Die Tagesschau meldet am 13. Juli weitere Tote durch israelische Angriffe: »In Nusseirat starben demnach bei einem Drohnenangriff in der Nähe einer Ausgabestelle für Trinkwasser acht weitere Palästinenser, sechs von ihnen waren Kinder.«
Vergessene Untaten
Man übersieht gerne, welche Untaten aus der Vergangenheit die Welt schon vergessen hat. Etwa Ronald Reagans Waffenlieferungen an den Iran, die als Irangate in die Geschichte eingingen – und doch vergessen sind. Sie wurden von einem Gericht verurteilt. Schon Reagan hat damals klar gemacht: Den USA geht es um keinen Regimewechsel im Iran. Die USA wollen mit Waffenlieferungen Geld verdienen. Und die radikalen Regimes, im Nahen Osten, die als Motiv für das Aufrüstungsgeschrei im Westen die Argumente liefern, sind ihnen nur recht. So ist es bis heute.
Stefan Winkler schließt seinen Leitartikel in der Kleinen Zeitung mit den Worten:
Das alles macht Trump noch lange nicht nobelpreiswürdig. Aber das Tempo, mit dem er sich gerade vom rabiaten Isolationisten zum globalen Konfliktmanager wider Willen wandelt, ist beachtlich. Die Häutung verdient kritische Anerkennung – gerade auch in Europa, das immer noch um den rechten Umgang mit Trump ringt. […] Aber auch Dämonisierung ist unangebracht. Amerikas Präsident ist eine Herausforderung. Ihr gerecht zu werden, heißt, ihn mit kühlem Kopf an seinen Taten zu messen.
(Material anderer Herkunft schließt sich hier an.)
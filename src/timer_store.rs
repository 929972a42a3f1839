//! Per-widget timer registry.
//!
//! The dashboard can host any number of timer widgets; each owns one
//! [`TimerState`] keyed by its widget id. Ids without stored state read as
//! the default timer, and mutation inserts on demand. The shell persists the
//! whole store through the hosted backend and polls [`TimerStore::poll_complete`]
//! on its display tick.

use std::collections::HashMap;

use chrono::{DateTime, Utc};
use serde::{Deserialize, Serialize};
use tracing::{debug, info};
use uuid::Uuid;

use crate::timer::{TimerMode, TimerState};

/// Completion chime configuration.
#[derive(Debug, Clone, PartialEq, Serialize, Deserialize)]
pub struct SoundSettings {
    pub tone: String,
    pub volume: f32,
    pub repeat: u32,
}

impl Default for SoundSettings {
    fn default() -> Self {
        SoundSettings {
            tone: "tone1".to_string(),
            volume: 0.7,
            repeat: 3,
        }
    }
}

/// A running timer as surfaced in the top-bar badge.
#[derive(Debug, Clone, PartialEq, Serialize, Deserialize)]
pub struct ActiveTimer {
    pub widget_id: Uuid,
    pub mode: TimerMode,
    pub remaining_secs: u32,
    pub name: String,
}

/// A one-time completion observation, consumed by the notification feed.
#[derive(Debug, Clone, PartialEq, Serialize, Deserialize)]
pub struct TimerCompletion {
    pub widget_id: Uuid,
    pub mode: TimerMode,
    /// Whole minutes of the mode's configured duration, independent of any
    /// pause/resume history.
    pub minutes: u32,
    pub name: String,
}

#[derive(Debug, Default, Serialize, Deserialize)]
pub struct TimerStore {
    timers: HashMap<Uuid, TimerState>,
    pub sound: SoundSettings,
}

impl TimerStore {
    pub fn new() -> Self {
        TimerStore::default()
    }

    /// The timer for a widget, defaulting for ids never touched.
    pub fn get(&self, widget_id: Uuid) -> TimerState {
        self.timers.get(&widget_id).cloned().unwrap_or_default()
    }

    fn timer_mut(&mut self, widget_id: Uuid) -> &mut TimerState {
        self.timers.entry(widget_id).or_default()
    }

    pub fn remaining(&self, widget_id: Uuid, now: DateTime<Utc>) -> u32 {
        self.get(widget_id).remaining(now)
    }

    pub fn start(&mut self, widget_id: Uuid, now: DateTime<Utc>) {
        debug!(%widget_id, "timer started");
        self.timer_mut(widget_id).start(now);
    }

    pub fn pause(&mut self, widget_id: Uuid, now: DateTime<Utc>) {
        debug!(%widget_id, "timer paused");
        self.timer_mut(widget_id).pause(now);
    }

    pub fn reset(&mut self, widget_id: Uuid) {
        debug!(%widget_id, "timer reset");
        self.timer_mut(widget_id).reset();
    }

    pub fn set_mode(&mut self, widget_id: Uuid, mode: TimerMode) {
        debug!(%widget_id, ?mode, "timer mode changed");
        self.timer_mut(widget_id).set_mode(mode);
    }

    pub fn set_custom_minutes(&mut self, widget_id: Uuid, minutes: u32) {
        debug!(%widget_id, minutes, "custom duration set");
        self.timer_mut(widget_id).set_custom_minutes(minutes);
    }

    pub fn set_name(&mut self, widget_id: Uuid, name: impl Into<String>) {
        self.timer_mut(widget_id).name = name.into();
    }

    /// Drop the state for a deleted widget.
    pub fn remove(&mut self, widget_id: Uuid) {
        if self.timers.remove(&widget_id).is_some() {
            debug!(%widget_id, "timer removed");
        }
    }

    /// All running timers with their remaining seconds at `now`.
    pub fn active(&self, now: DateTime<Utc>) -> Vec<ActiveTimer> {
        self.timers
            .iter()
            .filter(|(_, timer)| timer.is_running)
            .map(|(widget_id, timer)| ActiveTimer {
                widget_id: *widget_id,
                mode: timer.mode,
                remaining_secs: timer.remaining(now),
                name: timer.display_name().to_string(),
            })
            .collect()
    }

    pub fn active_count(&self, now: DateTime<Utc>) -> usize {
        self.active(now).len()
    }

    /// Fire the completion side effect at most once.
    ///
    /// Returns `Some` exactly when a running timer has reached zero;
    /// completing stops the timer, so repeated polling cannot re-fire.
    pub fn poll_complete(&mut self, widget_id: Uuid, now: DateTime<Utc>) -> Option<TimerCompletion> {
        let timer = self.timers.get_mut(&widget_id)?;
        if !timer.is_running || timer.remaining(now) > 0 {
            return None;
        }

        let completion = TimerCompletion {
            widget_id,
            mode: timer.mode,
            minutes: timer.mode.duration_secs(timer.custom_minutes) / 60,
            name: timer.display_name().to_string(),
        };
        timer.complete();
        info!(%widget_id, minutes = completion.minutes, "timer completed");
        Some(completion)
    }
}
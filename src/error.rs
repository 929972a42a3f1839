//! Error types for the deskboard core.

use thiserror::Error;

/// Errors that can occur in deskboard domain operations.
///
/// The calendar expansion and countdown computations are total over
/// well-formed input and never return these; errors come from validation
/// of stored rows and from typed access to opaque widget payloads.
#[derive(Error, Debug)]
pub enum BoardError {
    #[error("Validation error: {0}")]
    Validation(String),

    #[error("Serialization error: {0}")]
    Serialization(#[from] serde_json::Error),
}

/// Result type alias for deskboard operations.
pub type BoardResult<T> = Result<T, BoardError>;

pub(crate) fn non_empty(value: &str, field_name: &str) -> BoardResult<()> {
    if value.trim().is_empty() {
        return Err(BoardError::Validation(format!(
            "{field_name} must not be empty"
        )));
    }
    Ok(())
}
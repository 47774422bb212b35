//! Constraint descriptions.
//!
//! A constraint links one body to the world or two bodies to each other, with
//! anchor points expressed in each body's local space. The identity is
//! assigned by the coordinator before the engine is told about the
//! constraint, so the coordinator can reference it before the engine
//! acknowledges.

use glam::Vec3;
use serde::{Deserialize, Serialize};

use crate::handle::Handle;

/// Type-specific constraint geometry.
#[derive(Debug, Clone, Copy, PartialEq, Serialize, Deserialize)]
pub enum ConstraintKind {
    /// Ball-socket joint pinning the two anchors together.
    Point,
    Hinge { axis_a: Vec3, axis_b: Vec3 },
    Slider { axis_a: Vec3, axis_b: Vec3 },
    ConeTwist { axis_a: Vec3, axis_b: Vec3 },
    /// Generic six-degrees-of-freedom joint.
    Dof,
}

/// Full payload of an add-constraint command.
#[derive(Debug, Clone, Copy, PartialEq, Serialize, Deserialize)]
pub struct ConstraintDesc {
    pub handle: Handle,
    pub body_a: Handle,
    /// Absent for single-body constraints anchored to the world.
    pub body_b: Option<Handle>,
    /// Anchor in `body_a` local space.
    pub pivot_a: Vec3,
    /// Anchor in `body_b` local space (or world space when `body_b` is absent).
    pub pivot_b: Vec3,
    pub kind: ConstraintKind,
}
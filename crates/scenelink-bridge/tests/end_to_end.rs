//! Full-stack tests: FrameSync driving a real worker thread over channels.

use glam::Vec3;

use scenelink_bridge::{FrameSync, SceneNode, TouchEvent};
use scenelink_core::{BodyParams, ConstraintKind, ShapeDesc, SoftKind, VehicleTuning, WheelDesc};
use scenelink_worker::{BasicEngine, Worker};

const DT: f32 = 1.0 / 60.0;

fn sync() -> FrameSync {
    FrameSync::new(Worker::spawn(BasicEngine::new(), DT), DT)
}

fn sphere() -> ShapeDesc {
    ShapeDesc::Sphere { radius: 0.5 }
}

#[test]
fn body_falls_under_gravity() {
    let mut sync = sync();
    let ball = sync
        .add_object(
            SceneNode::at(Vec3::new(0.0, 10.0, 0.0)),
            sphere(),
            BodyParams::default(),
        )
        .unwrap();

    assert!(sync.step(DT, None).unwrap());
    sync.pump_until_idle().unwrap();

    let node = sync.node(ball).unwrap();
    assert!(node.position().y < 10.0, "y = {}", node.position().y);
    assert!(sync.object(ball).unwrap().linear_velocity.y < 0.0);
}

#[test]
fn resting_separated_bodies_produce_no_touch_events() {
    let mut sync = sync();
    sync.set_gravity(Vec3::ZERO).unwrap();
    sync.add_object(SceneNode::at(Vec3::ZERO), sphere(), BodyParams::default())
        .unwrap();
    sync.add_object(
        SceneNode::at(Vec3::new(5.0, 0.0, 0.0)),
        sphere(),
        BodyParams::default(),
    )
    .unwrap();

    sync.step(DT, None).unwrap();
    sync.pump_until_idle().unwrap();

    assert!(sync.take_touch_events().is_empty());
}

#[test]
fn touching_bodies_start_and_end_an_episode() {
    let mut sync = sync();
    sync.set_gravity(Vec3::ZERO).unwrap();
    let a = sync
        .add_object(SceneNode::at(Vec3::ZERO), sphere(), BodyParams::default())
        .unwrap();
    let b = sync
        .add_object(
            SceneNode::at(Vec3::new(0.8, 0.0, 0.0)),
            sphere(),
            BodyParams::default(),
        )
        .unwrap();

    sync.step(DT, None).unwrap();
    sync.pump_until_idle().unwrap();
    let events = sync.take_touch_events();
    let started: Vec<_> = events
        .iter()
        .filter_map(|e| match e {
            TouchEvent::Started { body, other, .. } => Some((*body, *other)),
            _ => None,
        })
        .collect();
    assert!(started.contains(&(a, b)));
    assert!(started.contains(&(b, a)));

    // the contact response separates them; the episode ends
    for _ in 0..10 {
        sync.step(DT, None).unwrap();
        sync.pump_until_idle().unwrap();
    }
    let events = sync.take_touch_events();
    assert!(events
        .iter()
        .any(|e| matches!(e, TouchEvent::Ended { .. })));
}

#[test]
fn removing_a_constrained_body_mid_flight_is_harmless() {
    let mut sync = sync();
    sync.set_gravity(Vec3::ZERO).unwrap();
    let a = sync
        .add_object(SceneNode::at(Vec3::ZERO), sphere(), BodyParams::default())
        .unwrap();
    let b = sync
        .add_object(
            SceneNode::at(Vec3::new(2.0, 0.0, 0.0)),
            sphere(),
            BodyParams::default(),
        )
        .unwrap();
    let joint = sync
        .add_constraint(a, Some(b), Vec3::ZERO, Vec3::ZERO, ConstraintKind::Point)
        .unwrap();

    // the removal races the step; the stale feedback record must be skipped
    sync.remove_object(a).unwrap();
    sync.step(DT, None).unwrap();
    sync.pump_until_idle().unwrap();

    assert!(sync.constraint_feedback(joint).is_none());
    assert!(sync.node(a).is_none());
    assert!(sync.node(b).is_some());
}

#[test]
fn constraint_feedback_arrives_for_live_bodies() {
    let mut sync = sync();
    sync.set_gravity(Vec3::ZERO).unwrap();
    let a = sync
        .add_object(SceneNode::at(Vec3::ZERO), sphere(), BodyParams::default())
        .unwrap();
    let b = sync
        .add_object(
            SceneNode::at(Vec3::new(3.0, 0.0, 0.0)),
            sphere(),
            BodyParams::default(),
        )
        .unwrap();
    let joint = sync
        .add_constraint(a, Some(b), Vec3::ZERO, Vec3::ZERO, ConstraintKind::Point)
        .unwrap();

    sync.step(DT, None).unwrap();
    sync.pump_until_idle().unwrap();

    let feedback = sync.constraint_feedback(joint).unwrap();
    assert_eq!(feedback.body, a);
    assert!(feedback.applied_impulse > 0.0);
}

#[test]
fn wheel_nodes_track_the_chassis() {
    let mut sync = sync();
    sync.set_gravity(Vec3::ZERO).unwrap();
    let chassis = sync
        .add_object(
            SceneNode::at(Vec3::new(0.0, 2.0, 0.0)),
            ShapeDesc::Box {
                half_extents: Vec3::new(1.0, 0.5, 2.0),
            },
            BodyParams {
                mass: 0.0,
                ..BodyParams::default()
            },
        )
        .unwrap();
    let vehicle = sync
        .add_vehicle(
            chassis,
            vec![WheelDesc {
                connection_point: Vec3::new(1.0, 0.0, 1.5),
                direction: Vec3::NEG_Y,
                axle: Vec3::X,
                radius: 0.4,
                suspension_rest_length: 0.5,
                is_front: true,
            }],
            VehicleTuning::default(),
        )
        .unwrap();

    sync.step(DT, None).unwrap();
    sync.pump_until_idle().unwrap();

    let wheel = sync.wheel_node(vehicle, 0).unwrap();
    assert_eq!(wheel.position(), Vec3::new(1.0, 1.5, 1.5));
}

#[test]
fn soft_body_mesh_lands_on_its_node() {
    let mut sync = sync();
    let rope = sync
        .add_soft_body(
            SoftKind::Rope,
            vec![0.0, 5.0, 0.0, 0.0, 6.0, 0.0, 0.0, 7.0, 0.0],
            1.0,
            0.0,
        )
        .unwrap();

    sync.step(DT, None).unwrap();
    sync.pump_until_idle().unwrap();

    let node = sync.node(rope).unwrap();
    assert_eq!(node.mesh().len(), 9);
    // fell a little under gravity, local transform stays zeroed
    assert!(node.mesh()[1] < 5.0);
    assert_eq!(node.position(), Vec3::ZERO);
}

#[test]
fn ready_and_object_callbacks_fire() {
    use std::cell::Cell;
    use std::rc::Rc;

    let mut sync = sync();
    let ready = Rc::new(Cell::new(false));
    let created = Rc::new(Cell::new(false));

    let r = Rc::clone(&ready);
    sync.on_ready(move || r.set(true));
    let ball = sync
        .add_object(SceneNode::new(), sphere(), BodyParams::default())
        .unwrap();
    let c = Rc::clone(&created);
    sync.on_object_ready(ball, move || c.set(true));

    sync.step(DT, None).unwrap();
    sync.pump_until_idle().unwrap();

    assert!(ready.get());
    assert!(created.get());
    assert!(sync.is_ready());
}

#[test]
fn scene_transform_write_reaches_the_simulation() {
    let mut sync = sync();
    sync.set_gravity(Vec3::ZERO).unwrap();
    let ball = sync
        .add_object(SceneNode::at(Vec3::ZERO), sphere(), BodyParams::default())
        .unwrap();

    sync.node_mut(ball)
        .unwrap()
        .set_position(Vec3::new(0.0, 42.0, 0.0));
    sync.step(DT, None).unwrap();
    sync.pump_until_idle().unwrap();

    // the push was drained before the step, so the report echoes it back
    let y = sync.node(ball).unwrap().position().y;
    assert!((y - 42.0).abs() < 1e-3, "y = {y}");
}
Letzteres würde ich auch vorschlagen: Nämlich tatsächlich seine Taten zu betrachten – und nicht sie den Untaten anderer gegenüberzustellen. Der Umbau der USA in eine Oligarchie, die klare Beschneidung von Justiz, Gesetzgebung und Medien ist der Weg in die Diktatur. Von solchen Problemen haben die USA immer abgelenkt, in dem sie den Blick auf Kriege in der Welt gelenkt haben. Mit jedem dieser Kriege – Irak, Afghanistan, Libyen etc. – haben die USA gut verdient und innenpolitische Probleme zugedeckt. Eines haben diese Kriege alle nicht gebracht: Frieden.